--- Data listing Enclosed Below ---

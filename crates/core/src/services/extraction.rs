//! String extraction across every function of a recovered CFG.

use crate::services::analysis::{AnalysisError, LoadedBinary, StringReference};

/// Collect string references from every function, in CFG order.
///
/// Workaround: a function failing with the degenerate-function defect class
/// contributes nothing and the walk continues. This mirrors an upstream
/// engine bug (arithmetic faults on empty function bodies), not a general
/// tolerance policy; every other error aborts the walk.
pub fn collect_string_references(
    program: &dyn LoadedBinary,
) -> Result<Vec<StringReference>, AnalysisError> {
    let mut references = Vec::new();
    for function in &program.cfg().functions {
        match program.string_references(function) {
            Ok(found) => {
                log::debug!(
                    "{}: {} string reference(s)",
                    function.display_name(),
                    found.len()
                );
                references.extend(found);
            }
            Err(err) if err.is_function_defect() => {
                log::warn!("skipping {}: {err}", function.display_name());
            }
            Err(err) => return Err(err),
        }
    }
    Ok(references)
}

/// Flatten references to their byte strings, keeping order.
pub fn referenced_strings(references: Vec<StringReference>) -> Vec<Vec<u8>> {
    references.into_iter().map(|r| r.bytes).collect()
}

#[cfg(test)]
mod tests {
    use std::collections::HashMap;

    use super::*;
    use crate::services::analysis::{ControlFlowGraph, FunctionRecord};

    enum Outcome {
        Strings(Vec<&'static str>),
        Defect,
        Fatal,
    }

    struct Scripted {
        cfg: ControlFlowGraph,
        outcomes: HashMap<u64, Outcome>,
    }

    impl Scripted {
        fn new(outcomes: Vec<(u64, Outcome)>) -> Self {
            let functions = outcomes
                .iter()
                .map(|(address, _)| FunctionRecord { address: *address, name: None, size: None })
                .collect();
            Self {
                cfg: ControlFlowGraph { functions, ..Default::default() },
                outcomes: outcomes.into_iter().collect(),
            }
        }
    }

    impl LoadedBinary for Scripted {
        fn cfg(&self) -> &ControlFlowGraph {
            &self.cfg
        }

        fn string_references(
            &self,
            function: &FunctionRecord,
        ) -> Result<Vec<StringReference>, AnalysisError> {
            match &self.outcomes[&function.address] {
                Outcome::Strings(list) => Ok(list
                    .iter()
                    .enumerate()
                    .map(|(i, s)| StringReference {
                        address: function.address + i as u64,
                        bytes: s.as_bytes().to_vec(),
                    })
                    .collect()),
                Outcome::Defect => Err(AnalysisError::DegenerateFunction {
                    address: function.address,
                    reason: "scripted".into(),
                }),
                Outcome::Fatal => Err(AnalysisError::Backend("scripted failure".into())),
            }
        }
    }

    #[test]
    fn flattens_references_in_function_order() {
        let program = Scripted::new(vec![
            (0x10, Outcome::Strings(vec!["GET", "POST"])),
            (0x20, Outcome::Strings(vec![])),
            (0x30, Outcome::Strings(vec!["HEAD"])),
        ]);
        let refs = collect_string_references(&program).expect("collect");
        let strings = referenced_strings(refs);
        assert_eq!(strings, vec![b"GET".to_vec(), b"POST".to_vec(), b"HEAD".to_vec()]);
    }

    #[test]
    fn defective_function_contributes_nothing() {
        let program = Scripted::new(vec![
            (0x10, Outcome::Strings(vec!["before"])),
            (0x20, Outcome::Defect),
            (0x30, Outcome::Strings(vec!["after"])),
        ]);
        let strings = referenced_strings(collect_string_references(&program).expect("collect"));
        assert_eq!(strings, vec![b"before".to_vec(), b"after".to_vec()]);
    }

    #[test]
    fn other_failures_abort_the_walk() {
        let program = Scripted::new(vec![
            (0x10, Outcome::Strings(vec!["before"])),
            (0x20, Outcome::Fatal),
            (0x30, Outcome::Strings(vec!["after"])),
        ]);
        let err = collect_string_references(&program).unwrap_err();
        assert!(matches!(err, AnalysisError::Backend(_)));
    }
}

--- End of Enclosed Data listing ---

▸ **Task requirements**
The required output is the complete set of records, reproduced exactly.

▸ **Output for this task**
filename crates/core/src/services/extraction.rs
//! String extraction across every function of a recovered CFG.

use crate::services::analysis::{AnalysisError, LoadedBinary, StringReference};

/// Collect string references from every function, in CFG order.
///
/// Workaround: a function failing with the degenerate-function defect class
/// contributes nothing and the walk continues. This mirrors an upstream
/// engine bug (arithmetic faults on empty function bodies), not a general
/// tolerance policy; every other error aborts the walk.
pub fn collect_string_references(
    program: &dyn LoadedBinary,
) -> Result<Vec<StringReference>, AnalysisError> {
    let mut references = Vec::new();
    for function in &program.cfg().functions {
        match program.string_references(function) {
            Ok(found) => {
                log::debug!(
                    "{}: {} string reference(s)",
                    function.display_name(),
                    found.len()
                );
                references.extend(found);
            }
            Err(err) if err.is_function_defect() => {
                log::warn!("skipping {}: {err}", function.display_name());
            }
            Err(err) => return Err(err),
        }
    }
    Ok(references)
}

/// Flatten references to their byte strings, keeping order.
pub fn referenced_strings(references: Vec<StringReference>) -> Vec<Vec<u8>> {
    references.into_iter().map(|r| r.bytes).collect()
}

#[cfg(test)]
mod tests {
    use std::collections::HashMap;

    use super::*;
    use crate::services::analysis::{ControlFlowGraph, FunctionRecord};

    enum Outcome {
        Strings(Vec<&'static str>),
        Defect,
        Fatal,
    }

    struct Scripted {
        cfg: ControlFlowGraph,
        outcomes: HashMap<u64, Outcome>,
    }

    impl Scripted {
        fn new(outcomes: Vec<(u64, Outcome)>) -> Self {
            let functions = outcomes
                .iter()
                .map(|(address, _)| FunctionRecord { address: *address, name: None, size: None })
                .collect();
            Self {
                cfg: ControlFlowGraph { functions, ..Default::default() },
                outcomes: outcomes.into_iter().collect(),
            }
        }
    }

    impl LoadedBinary for Scripted {
        fn cfg(&self) -> &ControlFlowGraph {
            &self.cfg
        }

        fn string_references(
            &self,
            function: &FunctionRecord,
        ) -> Result<Vec<StringReference>, AnalysisError> {
            match &self.outcomes[&function.address] {
                Outcome::Strings(list) => Ok(list
                    .iter()
                    .enumerate()
                    .map(|(i, s)| StringReference {
                        address: function.address + i as u64,
                        bytes: s.as_bytes().to_vec(),
                    })
                    .collect()),
                Outcome::Defect => Err(AnalysisError::DegenerateFunction {
                    address: function.address,
                    reason: "scripted".into(),
                }),
                Outcome::Fatal => Err(AnalysisError::Backend("scripted failure".into())),
            }
        }
    }

    #[test]
    fn flattens_references_in_function_order() {
        let program = Scripted::new(vec![
            (0x10, Outcome::Strings(vec!["GET", "POST"])),
            (0x20, Outcome::Strings(vec![])),
            (0x30, Outcome::Strings(vec!["HEAD"])),
        ]);
        let refs = collect_string_references(&program).expect("collect");
        let strings = referenced_strings(refs);
        assert_eq!(strings, vec![b"GET".to_vec(), b"POST".to_vec(), b"HEAD".to_vec()]);
    }

    #[test]
    fn defective_function_contributes_nothing() {
        let program = Scripted::new(vec![
            (0x10, Outcome::Strings(vec!["before"])),
            (0x20, Outcome::Defect),
            (0x30, Outcome::Strings(vec!["after"])),
        ]);
        let strings = referenced_strings(collect_string_references(&program).expect("collect"));
        assert_eq!(strings, vec![b"before".to_vec(), b"after".to_vec()]);
    }

    #[test]
    fn other_failures_abort_the_walk() {
        let program = Scripted::new(vec![
            (0x10, Outcome::Strings(vec!["before"])),
            (0x20, Outcome::Fatal),
            (0x30, Outcome::Strings(vec!["after"])),
        ]);
        let err = collect_string_references(&program).unwrap_err();
        assert!(matches!(err, AnalysisError::Backend(_)));
    }
}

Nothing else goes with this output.